High sensitivity and low specificity means you may think you have disease sometimes when it is not there. Some patients will get a biopsy when they did not, in fact, have the disease. In my opinion, a biopsy is a very small price to pay for an accurate diagnosis of a deadly cancer. The package insert is very useful for this information. The package inserts are usually on the Web as well.

Third, you want to know if the results are repeatable. Do you get the same result over and over again if you test the same thing? It must be repeatable. That information is also in the package insert.

Fourth, you want to know if the test is available. By "available," I don't mean whether you can buy it on the corner in the drugstore, but rather, if the test breaks, can it be fixed?
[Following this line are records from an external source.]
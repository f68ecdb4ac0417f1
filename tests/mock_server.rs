use openapi_mock_bin::http_types::DEFAULT_PROBLEM_TYPE_BASE;
use openapi_mock_bin::{load_openapi_document, FirstChoice, MockRequest, MockResponse, MockServer};
use rstest::{fixture, rstest};
use serde_json::{json, Value};
use std::path::Path;

const ORDER_URL: &str = "http://localhost/pizza/order";

#[fixture]
fn server() -> MockServer<FirstChoice> {
    let path = Path::new(env!("CARGO_MANIFEST_DIR")).join("tests/fixtures/pizza.yaml");
    let document = load_openapi_document(&path).expect("pizza fixture should load");
    MockServer::with_random(document, FirstChoice)
}

fn get(url: &str) -> MockRequest {
    MockRequest::new("GET", url).unwrap()
}

fn post_order(body: Value) -> MockRequest {
    MockRequest::new("POST", ORDER_URL)
        .unwrap()
        .with_body(body.to_string())
}

fn json_body(response: &MockResponse) -> Value {
    serde_json::from_str(&response.body).expect("response body should be JSON")
}

fn errors(response: &MockResponse) -> Vec<String> {
    serde_json::from_value(json_body(response)["errors"].clone()).unwrap_or_default()
}

mod validation {
    use super::*;
    use pretty_assertions::assert_eq;

    #[rstest]
    fn missing_query_parameter_is_reported(server: MockServer<FirstChoice>) {
        let request = get("http://localhost/pizza/order/3")
            .with_header("banana", "123.23")
            .unwrap();
        let response = server.handle_request(&request);

        assert_eq!(response.status, 400);
        assert_eq!(response.content_type(), Some("application/problem+json"));
        assert_eq!(
            json_body(&response),
            json!({
                "type": format!("{}400", DEFAULT_PROBLEM_TYPE_BASE),
                "title": "Bad Request",
                "status": 400,
                "detail": "Invalid parameters",
                "errors": ["Missing required query parameter 'filter'"]
            })
        );
    }

    #[rstest]
    fn query_parameter_of_wrong_type_is_reported_first(server: MockServer<FirstChoice>) {
        let response = server.handle_request(&get("http://localhost/pizza/order/3?filter=bob"));

        assert_eq!(response.status, 400);
        let errors = errors(&response);
        assert_eq!(errors[0], "Expected type 'integer' at path 'filter', but got 'string'");
        assert!(errors.contains(&"Missing required header parameter 'banana'".to_string()));
    }

    #[rstest]
    #[case(None, "Missing required header parameter 'banana'")]
    #[case(Some("not-a-number"), "Expected type 'number' at path 'banana', but got 'string'")]
    fn header_parameter_is_checked(
        server: MockServer<FirstChoice>,
        #[case] banana: Option<&str>,
        #[case] expected: &str,
    ) {
        let mut request = get("http://localhost/pizza/order/3?filter=1")
            .with_header("Content-Type", "application/json")
            .unwrap();
        if let Some(banana) = banana {
            request = request.with_header("banana", banana).unwrap();
        }
        let response = server.handle_request(&request);

        assert_eq!(response.status, 400);
        assert_eq!(errors(&response), vec![expected.to_string()]);
    }

    #[rstest]
    fn every_missing_parameter_gets_one_message(server: MockServer<FirstChoice>) {
        let response = server.handle_request(&get("http://localhost/pizza/order/3"));
        assert_eq!(
            errors(&response),
            vec![
                "Missing required query parameter 'filter'".to_string(),
                "Missing required header parameter 'banana'".to_string(),
            ]
        );
    }

    #[rstest]
    fn missing_body_fields_are_all_reported(server: MockServer<FirstChoice>) {
        let request = post_order(json!({"size": "Medium"}))
            .with_header("Content-Type", "application/json")
            .unwrap();
        let response = server.handle_request(&request);

        assert_eq!(response.status, 400);
        let body = json_body(&response);
        assert_eq!(body["detail"], json!("Invalid request body"));
        let errors = errors(&response);
        for field in ["customerName", "pizzaType", "deliveryAddress"] {
            assert!(
                errors.contains(&format!("Missing required field '{}'", field)),
                "missing message for {}: {:?}",
                field,
                errors
            );
        }
    }

    #[rstest]
    fn body_fields_of_wrong_type_are_reported(server: MockServer<FirstChoice>) {
        let request = post_order(json!({
            "customerName": "John Doe",
            "pizzaType": 2,
            "size": "Large",
            "toppings": ["Mushrooms", "Olives"],
            "deliveryAddress": "123 Pizza St, Pizzatown"
        }))
        .with_header("Content-Type", "application/json")
        .unwrap();
        let response = server.handle_request(&request);

        assert_eq!(response.status, 400);
        assert!(errors(&response)
            .contains(&"Expected type 'string' at path 'pizzaType', but got 'number'".to_string()));
    }

    #[rstest]
    fn body_enum_and_nested_values_are_checked(server: MockServer<FirstChoice>) {
        let request = post_order(json!({
            "customerName": "John Doe",
            "pizzaType": "Margherita",
            "size": "Huge",
            "toppings": ["Mushrooms", 4],
            "deliveryAddress": "123 Pizza St, Pizzatown"
        }))
        .with_header("Content-Type", "application/json")
        .unwrap();
        let response = server.handle_request(&request);

        assert_eq!(
            errors(&response),
            vec![
                "Value 'Huge' at path 'size' is not in enum [Small, Medium, Large]".to_string(),
                "Expected type 'string' at path 'toppings[1]', but got 'number'".to_string(),
            ]
        );
    }
}

mod mocking {
    use super::*;
    use pretty_assertions::assert_eq;

    #[rstest]
    fn menu_uses_the_named_example(server: MockServer<FirstChoice>) {
        let response = server.handle_request(&get("http://localhost/pizza/menu"));

        assert_eq!(response.status, 200);
        assert_eq!(response.content_type(), Some("application/json"));
        let body = json_body(&response);
        assert_eq!(body["pizzas"][0]["name"], json!("Margherita"));
        assert_eq!(body["pizzas"].as_array().map(Vec::len), Some(2));
    }

    #[rstest]
    fn order_status_with_valid_parameters(server: MockServer<FirstChoice>) {
        let request = get("http://localhost/pizza/order/3?filter=123")
            .with_header("banana", "78")
            .unwrap();
        let response = server.handle_request(&request);

        assert_eq!(response.status, 200);
        assert_eq!(json_body(&response)["status"], json!("In the oven"));
    }

    #[rstest]
    fn deep_body_is_generated_from_schema(server: MockServer<FirstChoice>) {
        let response = server.handle_request(&get("http://localhost/foo"));

        assert_eq!(response.status, 200);
        assert_eq!(json_body(&response), json!({"bar": {"wibble": {"foo": [0]}}}));
    }

    #[rstest]
    #[case(Some("application/json"))]
    #[case(None)]
    fn valid_order_is_created(server: MockServer<FirstChoice>, #[case] content_type: Option<&str>) {
        let mut request = post_order(json!({
            "customerName": "Jane Smith",
            "pizzaType": "Pepperoni",
            "size": "Medium",
            "toppings": ["Peppers", "Onions"],
            "deliveryAddress": "456 Pizza Ave, Pizzaville"
        }));
        if let Some(content_type) = content_type {
            request = request.with_header("Content-Type", content_type).unwrap();
        }
        let response = server.handle_request(&request);

        assert_eq!(response.status, 201);
        assert_eq!(
            json_body(&response),
            json!({"orderId": "abc123", "estimatedDeliveryTime": "45 minutes"})
        );
    }

    #[rstest]
    fn xml_examples_are_served_verbatim(server: MockServer<FirstChoice>) {
        let request = get("http://localhost/xml")
            .with_header("Accept", "application/xml")
            .unwrap();
        let response = server.handle_request(&request);

        assert_eq!(response.status, 200);
        assert_eq!(response.content_type(), Some("application/xml"));
        assert!(response.body.starts_with("<note>"));
    }

    #[rstest]
    fn text_examples_are_served_verbatim(server: MockServer<FirstChoice>) {
        let request = get("http://localhost/text").with_header("Accept", "text/plain").unwrap();
        let response = server.handle_request(&request);

        assert_eq!(response.status, 200);
        assert_eq!(response.content_type(), Some("text/plain"));
        assert_eq!(response.body.trim(), "This is a plain text response example.");
    }

    #[rstest]
    #[case(Some("application/json"), "application/json")]
    #[case(Some("application/xml"), "application/xml")]
    #[case(Some("application/*"), "application/json")]
    #[case(Some("*/*"), "application/json")]
    #[case(None, "application/json")]
    fn multi_type_responses_follow_accept(
        server: MockServer<FirstChoice>,
        #[case] accept: Option<&str>,
        #[case] expected: &str,
    ) {
        let mut request = get("http://localhost/multi-type");
        if let Some(accept) = accept {
            request = request.with_header("accept", accept).unwrap();
        }
        let response = server.handle_request(&request);

        assert_eq!(response.status, 200);
        assert_eq!(response.content_type(), Some(expected));
        if expected == "application/json" {
            assert_eq!(json_body(&response)["message"], json!("This is a JSON response example."));
        } else {
            assert!(response.body.contains("<response>"));
        }
    }
}

mod failures {
    use super::*;
    use pretty_assertions::assert_eq;

    #[rstest]
    fn empty_content_cannot_be_mocked(server: MockServer<FirstChoice>) {
        let response = server.handle_request(&get("http://localhost/no-mock-available"));

        assert_eq!(response.status, 500);
        assert_eq!(
            json_body(&response)["detail"],
            json!("Unable to Mock. No mockable information found for this path.")
        );
    }

    #[rstest]
    fn operations_without_responses_cannot_be_mocked(server: MockServer<FirstChoice>) {
        let response = server.handle_request(&get("http://localhost/v1/todos"));
        assert_eq!(response.status, 500);
    }

    #[rstest]
    #[case("GET", "http://localhost/nope")]
    #[case("DELETE", "http://localhost/pizza/menu")]
    #[case("GET", "http://localhost/pizza/order")]
    fn unknown_operations_are_not_found(
        server: MockServer<FirstChoice>,
        #[case] method: &str,
        #[case] url: &str,
    ) {
        let request = MockRequest::new(method, url).unwrap();
        let response = server.handle_request(&request);

        assert_eq!(response.status, 404);
        assert_eq!(
            json_body(&response)["detail"],
            json!(format!("No matching operation for {} {}", method, url))
        );
    }

    #[rstest]
    fn unacceptable_media_types_list_what_is_available(server: MockServer<FirstChoice>) {
        let request = get("http://localhost/multi-type")
            .with_header("Accept", "image/png")
            .unwrap();
        let response = server.handle_request(&request);

        assert_eq!(response.status, 406);
        assert_eq!(
            json_body(&response)["detail"],
            json!("No acceptable content type. Available: application/json, application/xml")
        );
    }
}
Some tests incorporate a robot that dips a strip into liquid and then into another liquid. What if it breaks? Who can fix it? Where are the parts? How long will it be out of service if it breaks? You need to consider availability.
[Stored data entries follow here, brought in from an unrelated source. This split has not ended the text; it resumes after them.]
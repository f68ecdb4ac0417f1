//! Typed view of the parts of an OpenAPI 3.0 document the mock engine reads.
//!
//! Every node that may be written as `$ref` keeps the reference string next to
//! its own optional fields, so callers resolve first and then pattern-match on
//! plain data. The raw JSON tree stays on [`OpenApiDocument`] for pointer
//! lookups.

use crate::api_mock::HttpMethod;
use crate::error::MockError;
use indexmap::IndexMap;
use serde::de::DeserializeOwned;
use serde::{Deserialize, Deserializer};
use serde_json::Value;
use std::fmt;
use std::str::FromStr;

/// A parsed OpenAPI document: the typed path table plus the raw tree
#[derive(Debug, Clone)]
pub struct OpenApiDocument {
    raw: Value,
    paths: IndexMap<String, PathItem>,
}

#[derive(Debug, Default, Deserialize)]
struct DocumentRoot {
    #[serde(default)]
    paths: IndexMap<String, PathItem>,
}

impl OpenApiDocument {
    /// Builds the typed model from an already-parsed JSON tree
    pub fn from_value(raw: Value) -> Result<Self, MockError> {
        if !raw.is_object() {
            return Err(MockError::DocumentParse(
                "document root must be an object".to_string(),
            ));
        }
        let root: DocumentRoot = serde_json::from_value(raw.clone())?;
        Ok(Self {
            raw,
            paths: root.paths,
        })
    }

    /// The raw JSON tree, used for `$ref` pointer walks
    pub fn raw(&self) -> &Value {
        &self.raw
    }

    /// Path templates in declaration order
    pub fn paths(&self) -> &IndexMap<String, PathItem> {
        &self.paths
    }
}

#[derive(Debug, Clone, Default, Deserialize)]
pub struct PathItem {
    #[serde(rename = "$ref")]
    pub reference: Option<String>,
    #[serde(default)]
    pub parameters: Vec<ParameterNode>,
    pub get: Option<Operation>,
    pub put: Option<Operation>,
    pub post: Option<Operation>,
    pub delete: Option<Operation>,
    pub options: Option<Operation>,
    pub head: Option<Operation>,
    pub patch: Option<Operation>,
    pub trace: Option<Operation>,
}

impl PathItem {
    pub fn operation(&self, method: HttpMethod) -> Option<&Operation> {
        match method {
            HttpMethod::GET => self.get.as_ref(),
            HttpMethod::PUT => self.put.as_ref(),
            HttpMethod::POST => self.post.as_ref(),
            HttpMethod::DELETE => self.delete.as_ref(),
            HttpMethod::OPTIONS => self.options.as_ref(),
            HttpMethod::HEAD => self.head.as_ref(),
            HttpMethod::PATCH => self.patch.as_ref(),
            HttpMethod::TRACE => self.trace.as_ref(),
        }
    }
}

#[derive(Debug, Clone, Default, Deserialize)]
#[serde(rename_all = "camelCase")]
pub struct Operation {
    #[serde(default, deserialize_with = "lenient")]
    pub operation_id: Option<String>,
    #[serde(default)]
    pub parameters: Vec<ParameterNode>,
    pub request_body: Option<RequestBodyNode>,
    #[serde(default)]
    pub responses: IndexMap<String, ResponseNode>,
}

#[derive(Debug, Clone, Copy, PartialEq, Eq, Deserialize)]
#[serde(rename_all = "lowercase")]
pub enum ParameterLocation {
    Query,
    Header,
    Path,
    Cookie,
}

impl ParameterLocation {
    pub fn as_str(&self) -> &'static str {
        match self {
            Self::Query => "query",
            Self::Header => "header",
            Self::Path => "path",
            Self::Cookie => "cookie",
        }
    }
}

impl fmt::Display for ParameterLocation {
    fn fmt(&self, f: &mut fmt::Formatter<'_>) -> fmt::Result {
        f.write_str(self.as_str())
    }
}

/// A parameter as written, before reference merging. All fields are optional
/// because a `$ref` entry may override only some of them locally.
#[derive(Debug, Clone, Default, Deserialize)]
pub struct ParameterNode {
    #[serde(rename = "$ref")]
    pub reference: Option<String>,
    pub name: Option<String>,
    #[serde(rename = "in", default, deserialize_with = "lenient")]
    pub location: Option<ParameterLocation>,
    #[serde(default, deserialize_with = "lenient")]
    pub required: Option<bool>,
    pub schema: Option<SchemaNode>,
}

impl ParameterNode {
    /// Overlays the locally written keys on top of the referenced definition
    pub fn merged_over(&self, base: &ParameterNode) -> ParameterNode {
        ParameterNode {
            reference: None,
            name: self.name.clone().or_else(|| base.name.clone()),
            location: self.location.or(base.location),
            required: self.required.or(base.required),
            schema: self.schema.clone().or_else(|| base.schema.clone()),
        }
    }

    pub fn is_required(&self) -> bool {
        self.required.unwrap_or(false)
    }
}

#[derive(Debug, Clone, Default, Deserialize)]
pub struct RequestBodyNode {
    #[serde(rename = "$ref")]
    pub reference: Option<String>,
    #[serde(default, deserialize_with = "lenient_flag")]
    pub required: bool,
    #[serde(default)]
    pub content: IndexMap<String, MediaTypeNode>,
}

#[derive(Debug, Clone, Default, Deserialize)]
pub struct ResponseNode {
    #[serde(rename = "$ref")]
    pub reference: Option<String>,
    #[serde(default, deserialize_with = "lenient")]
    pub description: Option<String>,
    #[serde(default)]
    pub content: IndexMap<String, MediaTypeNode>,
}

#[derive(Debug, Clone, Default, Deserialize)]
pub struct MediaTypeNode {
    pub schema: Option<SchemaNode>,
    pub example: Option<Value>,
    pub examples: Option<IndexMap<String, ExampleNode>>,
}

impl MediaTypeNode {
    /// True when the media type declares nothing a mock could be built from
    pub fn is_empty(&self) -> bool {
        self.schema.is_none()
            && self.example.is_none()
            && self.examples.as_ref().map_or(true, IndexMap::is_empty)
    }
}

#[derive(Debug, Clone, Default, Deserialize)]
#[serde(rename_all = "camelCase")]
pub struct ExampleNode {
    #[serde(rename = "$ref")]
    pub reference: Option<String>,
    #[serde(default, deserialize_with = "lenient")]
    pub summary: Option<String>,
    pub value: Option<Value>,
    pub external_value: Option<String>,
}

#[derive(Debug, Clone, Default, Deserialize)]
#[serde(rename_all = "camelCase")]
pub struct SchemaNode {
    #[serde(rename = "$ref")]
    pub reference: Option<String>,
    #[serde(rename = "type", default, deserialize_with = "lenient")]
    pub schema_type: Option<String>,
    #[serde(rename = "enum", default, deserialize_with = "lenient")]
    pub enumeration: Option<Vec<Value>>,
    #[serde(default, deserialize_with = "field_names")]
    pub required: Vec<String>,
    pub properties: Option<IndexMap<String, SchemaNode>>,
    pub items: Option<Box<SchemaNode>>,
    pub any_of: Option<Vec<SchemaNode>>,
    pub one_of: Option<Vec<SchemaNode>>,
    pub all_of: Option<Vec<SchemaNode>>,
    #[serde(default, deserialize_with = "present")]
    pub example: Option<Value>,
    pub examples: Option<Value>,
    #[serde(default, deserialize_with = "present")]
    pub default: Option<Value>,
    #[serde(default, deserialize_with = "lenient")]
    pub format: Option<String>,
}

impl SchemaNode {
    pub fn of_type(schema_type: SchemaType) -> Self {
        Self {
            schema_type: Some(schema_type.as_str().to_string()),
            ..Self::default()
        }
    }

    /// The declared type, `None` when absent. Unknown names parse to
    /// [`SchemaType::Unknown`] so validation can reject them.
    pub fn kind(&self) -> Option<SchemaType> {
        self.schema_type
            .as_deref()
            .map(|t| SchemaType::from_str(t).unwrap_or(SchemaType::Unknown))
    }
}

/// Off-shape values (`type: [string, null]`, `format: 7`) read as absent
fn lenient<'de, D, T>(deserializer: D) -> Result<Option<T>, D::Error>
where
    D: Deserializer<'de>,
    T: DeserializeOwned,
{
    let value = Value::deserialize(deserializer)?;
    Ok(serde_json::from_value(value).ok())
}

fn lenient_flag<'de, D>(deserializer: D) -> Result<bool, D::Error>
where
    D: Deserializer<'de>,
{
    Ok(lenient(deserializer)?.unwrap_or(false))
}

/// `required` only counts as a list of names; a property-level
/// `required: true` is ignored
fn field_names<'de, D>(deserializer: D) -> Result<Vec<String>, D::Error>
where
    D: Deserializer<'de>,
{
    Ok(match Value::deserialize(deserializer)? {
        Value::Array(items) => items
            .into_iter()
            .filter_map(|item| match item {
                Value::String(name) => Some(name),
                _ => None,
            })
            .collect(),
        _ => Vec::new(),
    })
}

/// Keeps an explicit `null`, which plain `Option<Value>` would drop
fn present<'de, D>(deserializer: D) -> Result<Option<Value>, D::Error>
where
    D: Deserializer<'de>,
{
    Value::deserialize(deserializer).map(Some)
}

#[derive(Debug, Clone, Copy, PartialEq, Eq)]
pub enum SchemaType {
    String,
    Number,
    Integer,
    Boolean,
    Object,
    Array,
    Null,
    Unknown,
}

impl SchemaType {
    pub fn as_str(&self) -> &'static str {
        match self {
            Self::String => "string",
            Self::Number => "number",
            Self::Integer => "integer",
            Self::Boolean => "boolean",
            Self::Object => "object",
            Self::Array => "array",
            Self::Null => "null",
            Self::Unknown => "unknown",
        }
    }
}

impl FromStr for SchemaType {
    type Err = ();

    fn from_str(s: &str) -> Result<Self, Self::Err> {
        match s {
            "string" => Ok(Self::String),
            "number" => Ok(Self::Number),
            "integer" => Ok(Self::Integer),
            "boolean" => Ok(Self::Boolean),
            "object" => Ok(Self::Object),
            "array" => Ok(Self::Array),
            "null" => Ok(Self::Null),
            _ => Err(()),
        }
    }
}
Finally, you should consider affordability. Affordability is in the eye of the beholder because each practice is going to make an individual decision. But we need to know if the test covered by insurance. If not, will the patient pay for it? How will the dentist be reimbursed? These are increasingly complicated issues, and they are only going to get more complicated as time goes on.

In summary, before you decide to adopt a new diagnostic test, you need to assure yourself that it's good enough, reliable enough, and available enough to make a difference in how you will treat or refer patients. Otherwise, you just don't need it.

That's it for today. I'm Marjorie Jeffcoat speaking from the University of Pennsylvania. Thanks for watching.

Web Resources

Rao G. Remembering the meanings of sensitivity, specificity, and predictive values. J Fam Pract. 2004;53:53. https://www.jfponline.com/Pages.asp?AID=1625 Accessed March 2, 2012.

Comments

3090D553-9492-4563-8681-AD288FA52ACE
Comments on Medscape are moderated and should be professional in tone and on topic. You must declare any conflicts of interest related to your comments and responses. Please see our Commenting Guide for further information. We reserve the right to remove posts at our sole discretion.

processing....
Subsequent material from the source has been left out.